Un nouveau moyen de respecter l’environnement est d’utiliser les capsules d’enterrement organiques pour remplacer les tombes par des arbres. C’est un projet novateur et écologique pour diminuer l’empreinte carbone d’un défunt en reposant dans un arbre.

Les capsules sont totalement organiques et sont biodégradables puis au fil du temps, elles se changent en arbres.

Des matériaux biodégradables


Une invention écologique révolutionnaire et elle permet de reposer en paix dans un arbre noble.

En effet, un cercueil traditionnel se construit en métal, en bois et le rembourrage en matière synthétique.

On voit également du béton pour les tombes renforcées qui sont plus communs.

Ce coup-ci, Jennifer DeBruyen, une scientifique agrégée de génie des biosytèmes et de scienes revolutionne les choses.

Elle commence par constater que beaucoup d’énergie est utilisée pour la production de cercueil classique.

En plus, ces matériaux coûteux sont ensuite enfouis sous terre et ne voient plus le jour.

Elle a donc mis au point une capsule pour les cendres pour réduire l’empreinte carbone des hommes.

Une capsule pour les cendres

Au départ le projet est à but scientifique mais il profite du concours de deux designers.

Les créateurs italiens, Annal Citelli et Raoul Bretzel batisent leur projet « Capsula Mundi ».

Traduit « capsule du monde », la capsule est un œuf en plastique biodégradable.

Lorsque l’œuf est enterré, il se décompose et nourrit un arbre planté au-dessus.

Par conséquent, l’idée est surprenante et révolutionnaire pour le monde funèbre.

Le côté sombre de l’idée de la mort se transforme alors en nature verdoyante.

La fin du consumérisme grâce aux capsules d’enterrement organiques

Les deux inventeurs combinent le consumérisme, qui favorise l’empreinte carbone, à la mort.

L’objectif est de fabriquer des cimetières bondés d’arbres au lieu de tombeaux classiques.
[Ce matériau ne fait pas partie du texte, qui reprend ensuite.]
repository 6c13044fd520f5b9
//! Batch processing of a directory of PDF files.

use std::path::{Path, PathBuf};
use std::time::Instant;

use glob::{MatchOptions, Pattern, glob_with};
use tracing::{debug, info, warn};

use crate::error::{FileError, HarvestError, Result};
use crate::extraction::{PatternSet, RecordBuilder};
use crate::models::record::{BatchResult, FailedFile, Record};
use crate::pdf::read_pdf;

/// Outcome of one file, reported to progress callbacks.
#[derive(Debug, Clone, Copy)]
pub enum FileOutcome<'a> {
    Record(&'a Record),
    Failed(&'a FailedFile),
}

/// Turns a directory of PDFs into a [`BatchResult`].
pub struct BatchProcessor<'a> {
    patterns: &'a PatternSet,
    builder: RecordBuilder,
}

impl<'a> BatchProcessor<'a> {
    pub fn new(patterns: &'a PatternSet, builder: RecordBuilder) -> Self {
        Self { patterns, builder }
    }

    /// List the PDF files in a directory (extension matched case-insensitively).
    pub fn discover(dir: &Path) -> Result<Vec<PathBuf>> {
        if !dir.is_dir() {
            return Err(HarvestError::Config(format!(
                "input directory not found: {}",
                dir.display()
            )));
        }

        let pattern = format!("{}/*.pdf", Pattern::escape(&dir.to_string_lossy()));
        let options = MatchOptions {
            case_sensitive: false,
            ..MatchOptions::new()
        };

        let files: Vec<PathBuf> = glob_with(&pattern, options)
            .map_err(|e| HarvestError::Config(e.to_string()))?
            .filter_map(|r| r.ok())
            .filter(|p| p.is_file())
            .collect();

        debug!("Found {} PDF files in {}", files.len(), dir.display());
        Ok(files)
    }

    /// Extract one file into a record.
    pub fn process_file(&self, path: &Path) -> std::result::Result<Record, FileError> {
        let content = read_pdf(path)?;
        let source = file_name(path);

        let record = self
            .builder
            .build_from_pages(&source, &content.pages, self.patterns);

        if record.fields.is_empty() {
            return Err(FileError::NoFields);
        }
        Ok(record)
    }

    /// Process every PDF in a directory.
    pub fn process_dir(&self, dir: &Path) -> Result<BatchResult> {
        self.process_dir_with(dir, |_, _| {})
    }

    /// Process every PDF in a directory, calling `on_file` after each one.
    pub fn process_dir_with<F>(&self, dir: &Path, on_file: F) -> Result<BatchResult>
    where
        F: FnMut(&Path, FileOutcome<'_>),
    {
        let files = Self::discover(dir)?;
        Ok(self.process_files(&files, on_file))
    }

    /// Process the given files in order. Never fails as a whole.
    pub fn process_files<F>(&self, files: &[PathBuf], mut on_file: F) -> BatchResult
    where
        F: FnMut(&Path, FileOutcome<'_>),
    {
        let start = Instant::now();
        let mut result = BatchResult::new(self.patterns.document_type());

        for path in files {
            debug!("Processing {}", path.display());

            match self.process_file(path) {
                Ok(record) => {
                    result.records.push(record);
                    if let Some(record) = result.records.last() {
                        on_file(path, FileOutcome::Record(record));
                    }
                }
                Err(e) => {
                    warn!("Failed to process {}: {}", path.display(), e);
                    result.failures.push(FailedFile {
                        filename: file_name(path),
                        reason: e.to_string(),
                    });
                    if let Some(failure) = result.failures.last() {
                        on_file(path, FileOutcome::Failed(failure));
                    }
                }
            }
        }

        info!(
            "Processed {} files ({} records, {} failed) in {:?}",
            result.total(),
            result.records.len(),
            result.failures.len(),
            start.elapsed()
        );

        result
    }
}

fn file_name(path: &Path) -> String {
    path.file_name()
        .map(|n| n.to_string_lossy().into_owned())
        .unwrap_or_else(|| path.display().to_string())
}
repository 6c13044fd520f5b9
pub mod config;
pub mod run;
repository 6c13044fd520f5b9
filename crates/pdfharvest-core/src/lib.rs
//! Core library for regex-driven PDF data extraction.
//!
//! This crate provides:
//! - PDF text acquisition per page
//! - Configurable pattern sets for invoices and reports
//! - Typed records with confidence and completeness
//! - Aggregate statistics, anomaly detection, grouping and monthly trends
//! - CSV, spreadsheet, JSON and chart outputs

pub mod analysis;
pub mod batch;
pub mod charts;
pub mod error;
pub mod export;
pub mod extraction;
pub mod models;
pub mod pdf;

#[cfg(test)]
mod test_support;

pub use analysis::Analyzer;
pub use batch::{BatchProcessor, FileOutcome};
pub use charts::{ChartOutcome, ChartRenderer};
pub use error::{HarvestError, Result};
pub use export::{ExportOutcome, Exporter, Target};
pub use extraction::{PatternSet, PatternSetDef, RecordBuilder};
pub use models::config::HarvestConfig;
pub use models::record::{BatchResult, DocumentType, FailedFile, Record};
pub use models::report::AggregateReport;
pub use pdf::{PdfExtractor, PdfProcessor};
Cela diminue automatiquement les déchets et donne une nouvelle vie à la mort.

La capsule biodégradable est née au salon du design italien de Milan et se concrétise en 2003.

Un grand aspect environnemental


La scientifique à l’origine de l’invention affirme que c’est une grande compétition dans l’innovation.

Depuis quelques temps, nous pensons à des moyens pour réduire son impact sur l’environnement.

Beaucoup n’apprécie pas le concept de la mort faisant partie intégrante de la vie.

Le designer italien a transformé l’œuf funéraire esthétique à cause des enterrements classiques.

Les restes des décombres sont scellés et mises dans un cercueil.

L’invention appuyée par la juridiction

Le projet est soutenu par la juridiction selon Kate Kalanick le Green Burial Council.

C’est un organisme d’éco-certification des industries de la mort qui a vu l’augmentation de l’intérêt public pour les enterrements vertes.

Cet organisme applaudit alors la croissance de la demande des fournisseurs comme ce projet.

Il perçoit cette invention comme un éveil des consciences poussant vers un nouveau concept.